What you need to do
Scan the entries below. List each line with "anchor".

[Extracted data entries]
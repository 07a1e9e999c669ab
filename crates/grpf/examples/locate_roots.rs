//! Locate zeros and poles of a few closed-form functions and one random rational.
//!
//! Purpose
//! - Show the solver end to end, including the diagnostics `solve_report`
//!   returns, and compare a random rational draw against its known factors.
//!
//! Run with `cargo run -p grpf --example locate_roots`.

use std::time::Instant;

use grpf::api::{draw_rational, solve_report, RationalCfg, ReplayToken, SolveCfg, C64};

fn main() {
    let ul = C64::new(-2.0, 2.0);
    let lr = C64::new(2.0, -2.0);
    let precision = 1e-9;
    let cfg = SolveCfg::default();

    let cases: [(&str, fn(C64) -> C64); 3] = [
        ("(z-1)(z+i)^2", |z| (z - 1.0) * (z + C64::new(0.0, 1.0)).powu(2)),
        ("tan z", |z| z.tan()),
        ("(z^2 - 1) / (z^2 + 1/4)", |z| (z * z - 1.0) / (z * z + 0.25)),
    ];
    for (name, f) in cases {
        let start = Instant::now();
        match solve_report(ul, lr, precision, f, &cfg) {
            Ok(report) => {
                println!(
                    "{name}: {} root(s), {} rounds, {} evaluations, {:.1} ms",
                    report.roots.len(),
                    report.rounds,
                    report.evaluations,
                    start.elapsed().as_secs_f64() * 1e3
                );
                for root in &report.roots {
                    println!("  {root}");
                }
            }
            Err(e) => println!("{name}: {e}"),
        }
    }

    let tok = ReplayToken { seed: 2024, index: 1 };
    let Some(r) = draw_rational(RationalCfg::default(), tok) else {
        println!("rational draw {tok:?} could not be placed");
        return;
    };
    println!("rational {tok:?}:");
    for &(a, m) in &r.factors {
        println!("  expected order {m:+} at {a}");
    }
    match solve_report(ul, lr, precision, |z| r.eval(z), &cfg) {
        Ok(report) => {
            for root in &report.roots {
                let err = r
                    .factors
                    .iter()
                    .filter(|&&(_, m)| m == root.order)
                    .map(|&(a, _)| (a - root.location).norm())
                    .fold(f64::INFINITY, f64::min);
                println!("  {root} (distance to truth {err:.2e})");
            }
        }
        Err(e) => println!("  {e}"),
    }
}
//! Initial tiling of the search rectangle.
//!
//! Rows of nodes `step * sin 60°` apart, odd rows shifted by half a step,
//! wired east / south-west / south-east. One extension pass then completes
//! the quad around every edge so that the lattice reaches one step past the
//! rectangle on every side.

use tracing::debug;

use crate::cfg::SIN_60;
use crate::error::SolveError;
use crate::rect::SearchRect;
use crate::C64;

use super::store::Mesh;
use super::types::{Direction, EdgeId, NodeId};

/// Row and column counts of the raster for `rect` at edge length `step`.
pub fn raster_shape(rect: &SearchRect, step: f64) -> (usize, usize) {
    let rows = (rect.height() / (step * SIN_60)).ceil() as usize + 1;
    let cols = (rect.width() / step).ceil() as usize + 1;
    (rows, cols)
}

/// Sample the raster nodes (no edges yet).
pub fn raster_nodes(mesh: &mut Mesh<'_>, rect: &SearchRect, step: f64) -> Vec<NodeId> {
    let (rows, cols) = raster_shape(rect, step);
    let mut ids = Vec::with_capacity(rows * cols);
    for j in 0..rows {
        let shift = if j % 2 == 1 { step * 0.5 } else { 0.0 };
        let im = rect.im_max - j as f64 * step * SIN_60;
        for i in 0..cols {
            let re = rect.re_min + i as f64 * step + shift;
            ids.push(mesh.insert(C64::new(re, im)));
        }
    }
    ids
}

/// Connect every raster node to its east, south-west and south-east neighbor.
pub fn raster_edges(mesh: &mut Mesh<'_>, nodes: &[NodeId], step: f64) -> Result<(), SolveError> {
    for &n in nodes {
        let loc = mesh.node(n).loc;
        for dir in [Direction::EAST, Direction::SOUTH_WEST, Direction::SOUTH_EAST] {
            if let Some(m) = mesh.find(loc + dir.unit() * step) {
                mesh.connect(n, m, dir)?;
            }
        }
    }
    Ok(())
}

/// Complete the quad of every edge present at entry (one ring of padding).
pub fn extend_mesh(mesh: &mut Mesh<'_>, step: f64) -> Result<(), SolveError> {
    let count = mesh.edges().len();
    for e in 0..count {
        mesh.complete_quad(EdgeId(e), step)?;
    }
    Ok(())
}

/// Build the padded initial lattice for `rect`.
pub fn build_mesh(mesh: &mut Mesh<'_>, rect: &SearchRect, step: f64) -> Result<(), SolveError> {
    let nodes = raster_nodes(mesh, rect, step);
    raster_edges(mesh, &nodes, step)?;
    extend_mesh(mesh, step)?;
    debug!(
        nodes = mesh.nodes().len(),
        edges = mesh.edges().len(),
        step,
        "initial mesh"
    );
    Ok(())
}
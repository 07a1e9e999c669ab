//! Solve orchestration: from corners and precision to classified roots.
//!
//! Purpose
//! - Validate the request, pick the working precision and initial edge
//!   length, then run build → refine rounds → classify on a fresh mesh.
//!
//! Why this design
//! - The working precision is snapped to `initial_edge_len / 2^rounds`, so
//!   every lattice point created during refinement sits a whole number of
//!   quantization cells away from the anchor (the upper-left corner). Nodes
//!   reached along different paths then always land in the same cell.
//! - Precision that `f64` cannot resolve near the region's extremes is grown
//!   before anything is sampled instead of being reported as an error.
//! - Any failure discards the whole mesh; there are no partial results.

mod types;

use tracing::{debug, info};

use crate::cfg::{DEFAULT_GRID_DIVISIONS, MAX_EXACT_KEY, PRECISION_SLACK, QUANT_CELLS_PER_PRECISION};
use crate::classify::{classify, Root};
use crate::error::SolveError;
use crate::mesh::{build_mesh, Mesh};
use crate::rect::SearchRect;
use crate::refine::{refine_round, refinement_rounds};
use crate::C64;

pub use types::{SolveCfg, SolveReport};

/// Whether quantizing at `precision` breaks down at `coord` (measured from `anchor`).
fn collides(coord: f64, anchor: f64, precision: f64) -> bool {
    let key = ((coord - anchor) * QUANT_CELLS_PER_PRECISION / precision).abs();
    let resolved = ((coord + precision) - coord - precision).abs();
    !(key < MAX_EXACT_KEY) || !(resolved <= precision / 8.0)
}

/// Coarsen `precision` until half of it stays resolvable at every extreme of
/// `rect`. Returns the (possibly unchanged) precision and whether it grew.
pub fn grow_precision(rect: &SearchRect, precision: f64) -> (f64, bool) {
    let mut p = precision;
    let mut grown = false;
    while p.is_finite()
        && rect
            .extremes()
            .iter()
            .any(|&(coord, anchor)| collides(coord, anchor, p * 0.5))
    {
        p *= 2.0;
        grown = true;
    }
    if grown {
        p *= PRECISION_SLACK;
        debug!(requested = precision, grown_to = p, "precision grown");
    }
    (p, grown)
}

/// Initial lattice edge length: the configured value if usable, else
/// `min(width, height) / 40`.
pub fn initial_edge_len(rect: &SearchRect, cfg: &SolveCfg) -> f64 {
    match cfg.initial_edge_len {
        Some(len) if len.is_finite() && len > 0.0 => len,
        _ => rect.min_side() / DEFAULT_GRID_DIVISIONS,
    }
}

/// Full solve with diagnostics.
pub fn solve_report(
    upper_left: C64,
    lower_right: C64,
    precision: f64,
    f: impl Fn(C64) -> C64,
    cfg: &SolveCfg,
) -> Result<SolveReport, SolveError> {
    let rect = SearchRect::from_corners(upper_left, lower_right)?;
    if !precision.is_finite() || precision <= 0.0 {
        return Err(SolveError::InvalidPrecision(precision));
    }
    let (target, precision_grown) = grow_precision(&rect, precision);
    let initial = initial_edge_len(&rect, cfg);
    let rounds = refinement_rounds(initial, target);
    let working = initial / 2f64.powi(rounds as i32);

    let f: &dyn Fn(C64) -> C64 = &f;
    let mut mesh = Mesh::new(f, rect.upper_left(), working, cfg.edge_limit);
    build_mesh(&mut mesh, &rect, initial)?;
    let mut step = initial;
    let mut per_round = Vec::with_capacity(rounds as usize);
    for _ in 0..rounds {
        per_round.push(refine_round(&mut mesh, step, cfg.max_retriangulation_depth)?);
        step *= 0.5;
    }

    let roots = classify(&mut mesh, step)?;
    info!(
        roots = roots.len(),
        rounds,
        precision = working,
        evaluations = mesh.evaluations(),
        edges = mesh.edges().len(),
        "solve"
    );
    Ok(SolveReport {
        roots,
        requested_precision: precision,
        precision: working,
        precision_grown,
        initial_edge_len: initial,
        rounds,
        per_round,
        evaluations: mesh.evaluations(),
        nodes: mesh.nodes().len(),
        edges: mesh.edges().len(),
        triangles: mesh.triangles().len(),
    })
}

/// Every zero and pole of `f` inside the rectangle spanned by the two corners.
///
/// Corners may be given in any order. `precision` is the final mesh edge
/// length; reported locations are accurate to about that much.
pub fn solve(
    upper_left: C64,
    lower_right: C64,
    precision: f64,
    f: impl Fn(C64) -> C64,
    cfg: &SolveCfg,
) -> Result<Vec<Root>, SolveError> {
    solve_report(upper_left, lower_right, precision, f, cfg).map(|r| r.roots)
}

/// `solve` with `SolveCfg::default()`.
pub fn solve_with_defaults(
    upper_left: C64,
    lower_right: C64,
    precision: f64,
    f: impl Fn(C64) -> C64,
) -> Result<Vec<Root>, SolveError> {
    solve(upper_left, lower_right, precision, f, &SolveCfg::default())
}

#[cfg(test)]
mod tests;
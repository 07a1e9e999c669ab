//! End-to-end checks of the solver on functions with known zeros and poles.

use super::*;
use crate::classify::RootKind;
use crate::sample::{draw_rational, RationalCfg, ReplayToken};
use proptest::prelude::*;

fn ul() -> C64 {
    C64::new(-1.0, 1.0)
}
fn lr() -> C64 {
    C64::new(1.0, -1.0)
}

fn single(roots: &[Root]) -> Root {
    assert_eq!(roots.len(), 1, "expected one root, got {roots:?}");
    roots[0]
}

#[test]
fn identity_has_one_simple_zero_at_origin() {
    for precision in [1e-2, 1e-3, 1e-4] {
        let roots = solve_with_defaults(ul(), lr(), precision, |z: C64| z).unwrap();
        let root = single(&roots);
        assert_eq!(root.order, 1);
        assert_eq!(root.kind(), RootKind::Zero);
        assert!(root.location.norm() < precision, "{} at precision {precision}", root.location);
    }
}

#[test]
fn multiple_zeros_and_poles_keep_their_order() {
    let cases: [(&str, fn(C64) -> C64, i32); 4] = [
        ("z^2", |z| z * z, 2),
        ("z^3", |z| z * z * z, 3),
        ("1/z", |z| z.inv(), -1),
        ("1/z^2", |z| (z * z).inv(), -2),
    ];
    for (name, f, order) in cases {
        let roots = solve_with_defaults(ul(), lr(), 1e-3, f).unwrap();
        let root = single(&roots);
        assert_eq!(root.order, order, "{name}");
        assert!(root.location.norm() < 1e-3, "{name}: {}", root.location);
    }
}

#[test]
fn tangent_has_only_the_zero_at_origin_inside() {
    let roots = solve_with_defaults(ul(), lr(), 1e-3, |z: C64| z.tan()).unwrap();
    let root = single(&roots);
    assert_eq!(root.order, 1);
    assert!(root.location.norm() < 1e-3);
}

#[test]
fn shifted_root_outside_region_gives_nothing() {
    let roots = solve_with_defaults(ul(), lr(), 1e-3, |z: C64| z + 10.0).unwrap();
    assert!(roots.is_empty());
}

#[test]
fn mixed_rational_is_fully_recovered() {
    let f = |z: C64| {
        (z - C64::new(0.3, 0.2)) * (z + 0.4) * (z + 0.4)
            / ((z - C64::new(0.0, 0.5)) * (z - C64::new(-0.1, -0.6)))
    };
    let report = solve_report(ul(), lr(), 1e-3, f, &SolveCfg::default()).unwrap();
    let mut expected = vec![
        (C64::new(0.3, 0.2), 1),
        (C64::new(-0.4, 0.0), 2),
        (C64::new(0.0, 0.5), -1),
        (C64::new(-0.1, -0.6), -1),
    ];
    assert_eq!(report.roots.len(), expected.len(), "{:?}", report.roots);
    for root in &report.roots {
        let hit = expected
            .iter()
            .position(|&(at, order)| order == root.order && (at - root.location).norm() < 1e-3);
        let Some(i) = hit else {
            panic!("unexpected {root}");
        };
        expected.swap_remove(i);
    }
    assert!(report.per_round.iter().all(|r| r.candidates > 0));
}

#[test]
fn corners_in_any_order_give_the_same_roots() {
    let f = |z: C64| z - C64::new(0.25, -0.125);
    let a = solve_with_defaults(ul(), lr(), 1e-3, f).unwrap();
    let b = solve_with_defaults(lr(), ul(), 1e-3, f).unwrap();
    let c = solve_with_defaults(C64::new(-1.0, -1.0), C64::new(1.0, 1.0), 1e-3, f).unwrap();
    assert_eq!(a, b);
    assert_eq!(a, c);
}

#[test]
fn repeated_solves_are_identical() {
    let f = |z: C64| (z - C64::new(0.2, 0.1)) / (z + C64::new(0.3, 0.4));
    let a = solve_report(ul(), lr(), 1e-4, f, &SolveCfg::default()).unwrap();
    let b = solve_report(ul(), lr(), 1e-4, f, &SolveCfg::default()).unwrap();
    assert_eq!(a, b);
}

#[test]
fn working_precision_is_snapped_and_never_coarser() {
    let report = solve_report(ul(), lr(), 3e-4, |z: C64| z, &SolveCfg::default()).unwrap();
    assert_eq!(report.initial_edge_len, 0.05);
    assert_eq!(report.rounds, 8);
    assert!(report.precision <= 3e-4);
    assert_eq!(report.precision, 0.05 / 256.0);
    assert!(!report.precision_grown);
    assert_eq!(report.per_round.len(), 8);
    assert!(report.evaluations >= report.nodes);
}

#[test]
fn configured_initial_edge_len_is_used() {
    let cfg = SolveCfg::default().with_initial_edge_len(0.1);
    let report = solve_report(ul(), lr(), 1e-3, |z: C64| z, &cfg).unwrap();
    assert_eq!(report.initial_edge_len, 0.1);
    assert_eq!(report.rounds, 7);
    single(&report.roots);

    // Non-positive falls back to the default heuristic.
    let cfg = SolveCfg::default().with_initial_edge_len(-1.0);
    let report = solve_report(ul(), lr(), 1e-3, |z: C64| z, &cfg).unwrap();
    assert_eq!(report.initial_edge_len, 0.05);
}

#[test]
fn precision_coarser_than_the_lattice_skips_refinement() {
    let report = solve_report(ul(), lr(), 0.5, |z: C64| z, &SolveCfg::default()).unwrap();
    assert_eq!(report.rounds, 0);
    assert_eq!(report.precision, report.initial_edge_len);
    assert_eq!(single(&report.roots).order, 1);
}

#[test]
fn zero_retriangulation_depth_still_converges() {
    let cfg = SolveCfg::default().with_max_retriangulation_depth(0);
    let cases: [(fn(C64) -> C64, i32); 2] = [(|z| z * z, 2), (|z| z.inv(), -1)];
    for (f, order) in cases {
        let roots = solve(ul(), lr(), 1e-3, f, &cfg).unwrap();
        assert_eq!(single(&roots).order, order);
    }
}

#[test]
fn small_edge_limit_aborts_instead_of_truncating() {
    let f = |z: C64| z * z - C64::new(0.25, 0.0);
    let natural = solve_report(ul(), lr(), 1e-3, f, &SolveCfg::default().with_edge_limit(0)).unwrap();
    assert_eq!(natural.roots.len(), 2);
    let cfg = SolveCfg::default().with_edge_limit(100);
    let err = solve(ul(), lr(), 1e-3, f, &cfg).unwrap_err();
    assert!(matches!(err, SolveError::EdgeLimitExceeded { limit: 100, .. }));
}

#[test]
fn invalid_input_is_rejected_before_sampling() {
    let calls = std::cell::Cell::new(0usize);
    let f = |z: C64| {
        calls.set(calls.get() + 1);
        z
    };
    let flat = solve_with_defaults(C64::new(-1.0, 0.0), C64::new(1.0, 0.0), 1e-3, f);
    assert!(matches!(flat, Err(SolveError::DegenerateRegion { .. })));
    for precision in [0.0, -1e-3, f64::NAN, f64::INFINITY] {
        let err = solve_with_defaults(ul(), lr(), precision, f).unwrap_err();
        assert!(matches!(err, SolveError::InvalidPrecision(_)));
    }
    let nan = solve_with_defaults(C64::new(f64::NAN, 0.0), lr(), 1e-3, f);
    assert!(matches!(nan, Err(SolveError::NonFiniteCorner(_))));
    assert_eq!(calls.get(), 0);
}

#[test]
fn unrepresentable_precision_is_grown() {
    let rect = SearchRect::from_corners(C64::new(1e6, 1e6), C64::new(1e6 + 1.0, 1e6 + 1.0)).unwrap();
    let (p, grown) = grow_precision(&rect, 1e-15);
    assert!(grown);
    assert!(p > 1e-15 * PRECISION_SLACK);
    let (same, grown) = grow_precision(&rect, 1e-3);
    assert!(!grown);
    assert_eq!(same, 1e-3);
}

#[test]
fn every_live_edge_has_a_wrapped_dq() {
    let f = |z: C64| (z - C64::new(0.1, 0.1)) * (z + C64::new(0.2, 0.3)) / (z - C64::new(-0.4, 0.5));
    let rect = SearchRect::from_corners(ul(), lr()).unwrap();
    let f: &dyn Fn(C64) -> C64 = &f;
    let mut mesh = Mesh::new(f, rect.upper_left(), 0.05 / 16.0, 0);
    build_mesh(&mut mesh, &rect, 0.05).unwrap();
    let mut step = 0.05;
    for _ in 0..4 {
        refine_round(&mut mesh, step, 6).unwrap();
        step *= 0.5;
        for e in mesh.edges() {
            assert!((-2..=2).contains(&e.dq));
            assert_eq!(e.is_candidate(), e.dq.abs() == 2);
        }
    }
}

proptest! {
    #![proptest_config(ProptestConfig::with_cases(24))]

    #[test]
    fn random_rationals_are_recovered(seed in 0u64..1_000, index in 0u64..1_000) {
        let Some(r) = draw_rational(RationalCfg::default(), ReplayToken { seed, index }) else {
            return Ok(());
        };
        let precision = 1e-3;
        let roots = solve_with_defaults(ul(), lr(), precision, |z: C64| r.eval(z)).unwrap();
        prop_assert!(roots.iter().all(|root| root.order != 0), "ambiguous region in {:?}", roots);
        prop_assert_eq!(roots.len(), r.factors.len());
        for &(at, order) in &r.factors {
            prop_assert!(
                roots.iter().any(|root| root.order == order && (root.location - at).norm() < precision),
                "missing {:?} of order {} in {:?}", at, order, roots
            );
        }
    }
}
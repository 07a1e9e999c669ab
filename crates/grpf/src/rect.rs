//! Axis-aligned search rectangle in the complex plane.
//!
//! Corners may be passed in any order; `SearchRect::from_corners` normalizes
//! them so that `upper_left` has the smallest real and the largest imaginary
//! part, and rejects rectangles that cannot be meshed.

use crate::error::SolveError;
use crate::C64;

/// Normalized rectangle `[re_min, re_max] x [im_min, im_max]`.
#[derive(Clone, Copy, Debug, PartialEq)]
pub struct SearchRect {
    pub re_min: f64,
    pub re_max: f64,
    pub im_min: f64,
    pub im_max: f64,
}

impl SearchRect {
    /// Normalize two opposite corners. Zero-area and non-finite input is rejected.
    pub fn from_corners(a: C64, b: C64) -> Result<Self, SolveError> {
        for z in [a, b] {
            if !z.re.is_finite() || !z.im.is_finite() {
                return Err(SolveError::NonFiniteCorner(z));
            }
        }
        let rect = Self {
            re_min: a.re.min(b.re),
            re_max: a.re.max(b.re),
            im_min: a.im.min(b.im),
            im_max: a.im.max(b.im),
        };
        let (width, height) = (rect.width(), rect.height());
        if !(width > 0.0 && height > 0.0) || !width.is_finite() || !height.is_finite() {
            return Err(SolveError::DegenerateRegion { width, height });
        }
        Ok(rect)
    }

    #[inline]
    pub fn upper_left(&self) -> C64 {
        C64::new(self.re_min, self.im_max)
    }
    #[inline]
    pub fn lower_right(&self) -> C64 {
        C64::new(self.re_max, self.im_min)
    }
    #[inline]
    pub fn width(&self) -> f64 {
        self.re_max - self.re_min
    }
    #[inline]
    pub fn height(&self) -> f64 {
        self.im_max - self.im_min
    }
    #[inline]
    pub fn min_side(&self) -> f64 {
        self.width().min(self.height())
    }
    #[inline]
    pub fn contains(&self, z: C64) -> bool {
        (self.re_min..=self.re_max).contains(&z.re) && (self.im_min..=self.im_max).contains(&z.im)
    }

    /// The four extreme coordinates, real parts first.
    pub(crate) fn extremes(&self) -> [(f64, f64); 4] {
        let ul = self.upper_left();
        [
            (self.re_min, ul.re),
            (self.re_max, ul.re),
            (self.im_min, ul.im),
            (self.im_max, ul.im),
        ]
    }
}
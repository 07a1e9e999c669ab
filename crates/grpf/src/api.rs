//! Curated API for callers (UNSTABLE).
//!
//! Important
//! - Convenience surface for the CLI, benches and examples. Breaking changes
//!   are allowed; prefer these re-exports over reaching into submodules.

// Solve entry points
pub use crate::solve::{
    grow_precision, initial_edge_len, solve, solve_report, solve_with_defaults, SolveCfg,
    SolveReport,
};
// Results
pub use crate::classify::{Root, RootKind};
pub use crate::error::SolveError;
pub use crate::rect::SearchRect;
// Mesh stages (for diagnostics and benches)
pub use crate::classify::{build_triangles, classify, complete_candidates, regions, Region};
pub use crate::mesh::{build_mesh, Mesh};
pub use crate::quadrant::{quadrant, quadrant_delta};
pub use crate::refine::{refine_round, refinement_rounds, RoundStats};
// Sample functions
pub use crate::sample::{draw_rational, FactorCount, RationalCfg, RationalFn, ReplayToken};
pub use crate::C64;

The answer
//!   quantization cells away from the anchor (the upper-left corner). Nodes
/// Whether quantizing at `precision` breaks down at `coord` (measured from `anchor`).
fn collides(coord: f64, anchor: f64, precision: f64) -> bool {
    let key = ((coord - anchor) * QUANT_CELLS_PER_PRECISION / precision).abs();
            .any(|&(coord, anchor)| collides(coord, anchor, p * 0.5))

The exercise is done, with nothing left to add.